_Task instructions_: Each entry that follows needs to be written out exactly, with nothing left out.

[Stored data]
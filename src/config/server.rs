//! Server configuration

use serde::Deserialize;
use std::net::SocketAddr;
use std::time::Duration;

use super::error::ValidationError;

/// Server configuration
#[derive(Debug, Clone, Deserialize)]
pub struct ServerConfig {
    /// Host address to bind to
    #[serde(default = "default_host")]
    pub host: String,

    /// Port to listen on
    #[serde(default = "default_port")]
    pub port: u16,

    /// Environment name
    #[serde(default = "default_environment")]
    pub environment: Environment,

    /// Rust log filter directive
    #[serde(default = "default_log_level")]
    pub log_level: String,

    /// Request timeout in seconds
    #[serde(default = "default_request_timeout")]
    pub request_timeout_secs: u64,

    /// CORS allowed origins (comma-separated)
    pub cors_origins: Option<String>,
}

/// Application environment
#[derive(Debug, Clone, Deserialize, PartialEq, Eq, Default)]
#[serde(rename_all = "lowercase")]
pub enum Environment {
    #[default]
    Development,
    Staging,
    Production,
}

impl ServerConfig {
    /// Get the socket address to bind to
    pub fn socket_addr(&self) -> Result<SocketAddr, ValidationError> {
        format!("{}:{}", self.host, self.port)
            .parse()
            .map_err(|_| ValidationError::InvalidHost(self.host.clone()))
    }

    /// Get the request timeout as Duration
    pub fn request_timeout(&self) -> Duration {
        Duration::from_secs(self.request_timeout_secs)
    }

    /// Check if running in production
    pub fn is_production(&self) -> bool {
        self.environment == Environment::Production
    }

    /// Get CORS origins as a vector
    pub fn cors_origins_list(&self) -> Vec<String> {
        self.cors_origins
            .as_ref()
            .map(|s| {
                s.split(',')
                    .map(|s| s.trim().to_string())
                    .filter(|s| !s.is_empty())
                    .collect()
            })
            .unwrap_or_default()
    }

    /// Validate server configuration
    pub fn validate(&self) -> Result<(), ValidationError> {
        if self.port == 0 {
            return Err(ValidationError::InvalidPort);
        }
        if self.request_timeout_secs == 0 || self.request_timeout_secs > 300 {
            return Err(ValidationError::InvalidTimeout);
        }
        self.socket_addr()?;
        Ok(())
    }
}

impl Default for ServerConfig {
    fn default() -> Self {
        Self {
            host: default_host(),
            port: default_port(),
            environment: default_environment(),
            log_level: default_log_level(),
            request_timeout_secs: default_request_timeout(),
            cors_origins: None,
        }
    }
}

fn default_host() -> String {
    "0.0.0.0".to_string()
}

fn default_port() -> u16 {
    8080
}

fn default_environment() -> Environment {
    Environment::Development
}

fn default_log_level() -> String {
    "info,sentiment_analyzer=debug,tower_http=info".to_string()
}

fn default_request_timeout() -> u64 {
    30
}
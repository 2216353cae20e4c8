//! HTTP adapters - browser form and REST API.

pub mod feedback;

pub use feedback::{feedback_router, FeedbackAppState};

use axum::http::{HeaderValue, Method};
use axum::Router;
use tower_http::cors::{AllowOrigin, CorsLayer};
use tower_http::timeout::TimeoutLayer;
use tower_http::trace::TraceLayer;

use crate::application::feedback::FeedbackController;
use crate::config::ServerConfig;

/// Builds the application router with tracing, timeout and CORS layers.
pub fn build_router(controller: FeedbackController, config: &ServerConfig) -> Router {
    feedback_router()
        .with_state(FeedbackAppState::new(controller))
        .layer(cors_layer(config))
        .layer(TimeoutLayer::new(config.request_timeout()))
        .layer(TraceLayer::new_for_http())
}

/// `*` anywhere in the list allows every origin.
fn cors_layer(config: &ServerConfig) -> CorsLayer {
    let configured = config.cors_origins_list();
    let layer = CorsLayer::new()
        .allow_methods([Method::GET, Method::POST, Method::PUT])
        .allow_headers([axum::http::header::CONTENT_TYPE]);

    if configured.iter().any(|origin| origin == "*") {
        return layer.allow_origin(AllowOrigin::any());
    }

    let origins: Vec<HeaderValue> = configured
        .into_iter()
        .filter_map(|origin| match origin.parse() {
            Ok(value) => Some(value),
            Err(_) => {
                tracing::warn!(%origin, "Ignoring invalid CORS origin");
                None
            }
        })
        .collect();

    layer.allow_origin(origins)
}
//! Configuration error types

use thiserror::Error;

/// Errors that can occur during configuration loading
#[derive(Debug, Error)]
pub enum ConfigError {
    #[error("Configuration loading failed: {0}")]
    LoadError(#[from] config::ConfigError),

    #[error("Validation failed: {0}")]
    ValidationFailed(#[from] ValidationError),
}

/// Errors that can occur during configuration validation
#[derive(Debug, Error, PartialEq, Eq)]
pub enum ValidationError {
    #[error("Required configuration missing: {0}")]
    MissingRequired(&'static str),

    #[error("Invalid host address: {0}")]
    InvalidHost(String),

    #[error("Invalid port number")]
    InvalidPort,

    #[error("Invalid request timeout")]
    InvalidTimeout,

    #[error("Invalid AI transport timeout")]
    InvalidAiTimeout,

    #[error("Temperature must be between 0.0 and 2.0")]
    InvalidTemperature,

    #[error("AI base URL must start with http:// or https://")]
    InvalidBaseUrl,

    #[error("AI model name must not be empty")]
    EmptyModel,
}
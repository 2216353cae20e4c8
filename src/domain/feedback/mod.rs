//! Feedback domain module.
//!
//! Holds everything about a single feedback analysis that does not depend on
//! the outside world: the text being edited, the sentiment result, the rules
//! for accepting a model reply, and the workflow state machine.
//!
//! # State machine
//!
//! ```text
//! Idle ──submit──► Loading ──complete──► Succeeded
//!   ▲                 │
//!   │                 └────fail───────► Failed
//!   └──────────────reset (any state)─────────┘
//! ```

mod errors;
mod input;
mod schema;
mod sentiment;
mod workflow;

pub use errors::{
    AnalysisError, AnalysisErrorKind, FeedbackValidationError, SchemaError, WorkflowError,
    ANALYSIS_FAILED_MESSAGE, UNKNOWN_FAILURE_MESSAGE,
};
pub use input::FeedbackInput;
pub use schema::{parse_analysis, MAX_KEY_THEMES};
pub use sentiment::{AnalysisResult, Sentiment};
pub use workflow::{FeedbackSession, Submission, SubmissionOutcome, WorkflowState};
//! Feedback analysis workflow.
//!
//! The [`FeedbackController`] owns the form state and drives the
//! [`AnalysisClient`]; [`present`] turns a [`FeedbackSnapshot`] into the
//! panel shown below the form.

mod analysis_client;
mod controller;
mod presenter;
mod prompt;

pub use analysis_client::AnalysisClient;
pub use controller::{FeedbackController, FeedbackSnapshot};
pub use presenter::{
    present, score_bar_width, Panel, ResultView, Tone, NO_THEMES_PLACEHOLDER, RESET_LABEL,
};
pub use prompt::{build_prompt, response_schema, DEFAULT_TEMPERATURE};
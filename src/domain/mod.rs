//! Domain layer containing business logic and domain types.
//!
//! # Module Organization
//!
//! - `feedback` - Feedback text, sentiment results, reply validation and the
//!   analysis workflow state machine

pub mod feedback;
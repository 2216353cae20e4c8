//! Application layer - orchestration of domain logic and ports.
//!
//! - `feedback` - Analysis client, workflow controller and result presenter

pub mod feedback;
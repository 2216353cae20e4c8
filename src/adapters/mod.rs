//! Adapters - Implementations of port interfaces.
//!
//! Adapters connect the application to external systems:
//! - `ai` - Language model providers (Gemini, mock)
//! - `http` - Browser form and JSON API served with axum

pub mod ai;
pub mod http;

_Expected answer_:
filename src/config/server.rs
//! Server configuration

use serde::Deserialize;
use std::net::SocketAddr;
use std::time::Duration;

use super::error::ValidationError;

/// Server configuration
#[derive(Debug, Clone, Deserialize)]
pub struct ServerConfig {
    /// Host address to bind to
    #[serde(default = "default_host")]
    pub host: String,

    /// Port to listen on
    #[serde(default = "default_port")]
    pub port: u16,

    /// Environment name
    #[serde(default = "default_environment")]
    pub environment: Environment,

    /// Rust log filter directive
    #[serde(default = "default_log_level")]
    pub log_level: String,

    /// Request timeout in seconds
    #[serde(default = "default_request_timeout")]
    pub request_timeout_secs: u64,

    /// CORS allowed origins (comma-separated)
    pub cors_origins: Option<String>,
}

/// Application environment
#[derive(Debug, Clone, Deserialize, PartialEq, Eq, Default)]
#[serde(rename_all = "lowercase")]
pub enum Environment {
    #[default]
    Development,
    Staging,
    Production,
}

impl ServerConfig {
    /// Get the socket address to bind to
    pub fn socket_addr(&self) -> Result<SocketAddr, ValidationError> {
        format!("{}:{}", self.host, self.port)
            .parse()
            .map_err(|_| ValidationError::InvalidHost(self.host.clone()))
    }

    /// Get the request timeout as Duration
    pub fn request_timeout(&self) -> Duration {
        Duration::from_secs(self.request_timeout_secs)
    }

    /// Check if running in production
    pub fn is_production(&self) -> bool {
        self.environment == Environment::Production
    }

    /// Get CORS origins as a vector
    pub fn cors_origins_list(&self) -> Vec<String> {
        self.cors_origins
            .as_ref()
            .map(|s| {
                s.split(',')
                    .map(|s| s.trim().to_string())
                    .filter(|s| !s.is_empty())
                    .collect()
            })
            .unwrap_or_default()
    }

    /// Validate server configuration
    pub fn validate(&self) -> Result<(), ValidationError> {
        if self.port == 0 {
            return Err(ValidationError::InvalidPort);
        }
        if self.request_timeout_secs == 0 || self.request_timeout_secs > 300 {
            return Err(ValidationError::InvalidTimeout);
        }
        self.socket_addr()?;
        Ok(())
    }
}

impl Default for ServerConfig {
    fn default() -> Self {
        Self {
            host: default_host(),
            port: default_port(),
            environment: default_environment(),
            log_level: default_log_level(),
            request_timeout_secs: default_request_timeout(),
            cors_origins: None,
        }
    }
}

fn default_host() -> String {
    "0.0.0.0".to_string()
}

fn default_port() -> u16 {
    8080
}

fn default_environment() -> Environment {
    Environment::Development
}

fn default_log_level() -> String {
    "info,sentiment_analyzer=debug,tower_http=info".to_string()
}

fn default_request_timeout() -> u64 {
    30
}
repository 2216353cae20e4c8
//! HTTP adapters - browser form and REST API.

pub mod feedback;

pub use feedback::{feedback_router, FeedbackAppState};

use axum::http::{HeaderValue, Method};
use axum::Router;
use tower_http::cors::{AllowOrigin, CorsLayer};
use tower_http::timeout::TimeoutLayer;
use tower_http::trace::TraceLayer;

use crate::application::feedback::FeedbackController;
use crate::config::ServerConfig;

/// Builds the application router with tracing, timeout and CORS layers.
pub fn build_router(controller: FeedbackController, config: &ServerConfig) -> Router {
    feedback_router()
        .with_state(FeedbackAppState::new(controller))
        .layer(cors_layer(config))
        .layer(TimeoutLayer::new(config.request_timeout()))
        .layer(TraceLayer::new_for_http())
}

/// `*` anywhere in the list allows every origin.
fn cors_layer(config: &ServerConfig) -> CorsLayer {
    let configured = config.cors_origins_list();
    let layer = CorsLayer::new()
        .allow_methods([Method::GET, Method::POST, Method::PUT])
        .allow_headers([axum::http::header::CONTENT_TYPE]);

    if configured.iter().any(|origin| origin == "*") {
        return layer.allow_origin(AllowOrigin::any());
    }

    let origins: Vec<HeaderValue> = configured
        .into_iter()
        .filter_map(|origin| match origin.parse() {
            Ok(value) => Some(value),
            Err(_) => {
                tracing::warn!(%origin, "Ignoring invalid CORS origin");
                None
            }
        })
        .collect();

    layer.allow_origin(origins)
}
//! Configuration error types

use thiserror::Error;

/// Errors that can occur during configuration loading
#[derive(Debug, Error)]
pub enum ConfigError {
    #[error("Configuration loading failed: {0}")]
    LoadError(#[from] config::ConfigError),

    #[error("Validation failed: {0}")]
    ValidationFailed(#[from] ValidationError),
}

/// Errors that can occur during configuration validation
#[derive(Debug, Error, PartialEq, Eq)]
pub enum ValidationError {
    #[error("Required configuration missing: {0}")]
    MissingRequired(&'static str),

    #[error("Invalid host address: {0}")]
    InvalidHost(String),

    #[error("Invalid port number")]
    InvalidPort,

    #[error("Invalid request timeout")]
    InvalidTimeout,

    #[error("Invalid AI transport timeout")]
    InvalidAiTimeout,

    #[error("Temperature must be between 0.0 and 2.0")]
    InvalidTemperature,

    #[error("AI base URL must start with http:// or https://")]
    InvalidBaseUrl,

    #[error("AI model name must not be empty")]
    EmptyModel,
}
repository 2216353cae20e4c8
filename src/domain/feedback/mod.rs
//! Feedback domain module.
//!
//! Holds everything about a single feedback analysis that does not depend on
//! the outside world: the text being edited, the sentiment result, the rules
//! for accepting a model reply, and the workflow state machine.
//!
//! # State machine
//!
//! ```text
//! Idle ──submit──► Loading ──complete──► Succeeded
//!   ▲                 │
//!   │                 └────fail───────► Failed
//!   └──────────────reset (any state)─────────┘
//! ```

mod errors;
mod input;
mod schema;
mod sentiment;
mod workflow;

pub use errors::{
    AnalysisError, AnalysisErrorKind, FeedbackValidationError, SchemaError, WorkflowError,
    ANALYSIS_FAILED_MESSAGE, UNKNOWN_FAILURE_MESSAGE,
};
pub use input::FeedbackInput;
pub use schema::{parse_analysis, MAX_KEY_THEMES};
pub use sentiment::{AnalysisResult, Sentiment};
pub use workflow::{FeedbackSession, Submission, SubmissionOutcome, WorkflowState};
//! Feedback analysis workflow.
//!
//! The [`FeedbackController`] owns the form state and drives the
//! [`AnalysisClient`]; [`present`] turns a [`FeedbackSnapshot`] into the
//! panel shown below the form.

mod analysis_client;
mod controller;
mod presenter;
mod prompt;

pub use analysis_client::AnalysisClient;
pub use controller::{FeedbackController, FeedbackSnapshot};
pub use presenter::{
    present, score_bar_width, Panel, ResultView, Tone, NO_THEMES_PLACEHOLDER, RESET_LABEL,
};
pub use prompt::{build_prompt, response_schema, DEFAULT_TEMPERATURE};
filename src/domain/mod.rs
//! Domain layer containing business logic and domain types.
//!
//! # Module Organization
//!
//! - `feedback` - Feedback text, sentiment results, reply validation and the
//!   analysis workflow state machine

pub mod feedback;
repository 2216353cae20e4c8
//! Application layer - orchestration of domain logic and ports.
//!
//! - `feedback` - Analysis client, workflow controller and result presenter

pub mod feedback;
repository 2216353cae20e4c8
filename src/adapters/mod.rs
//! Adapters - Implementations of port interfaces.
//!
//! Adapters connect the application to external systems:
//! - `ai` - Language model providers (Gemini, mock)
//! - `http` - Browser form and JSON API served with axum

pub mod ai;
pub mod http;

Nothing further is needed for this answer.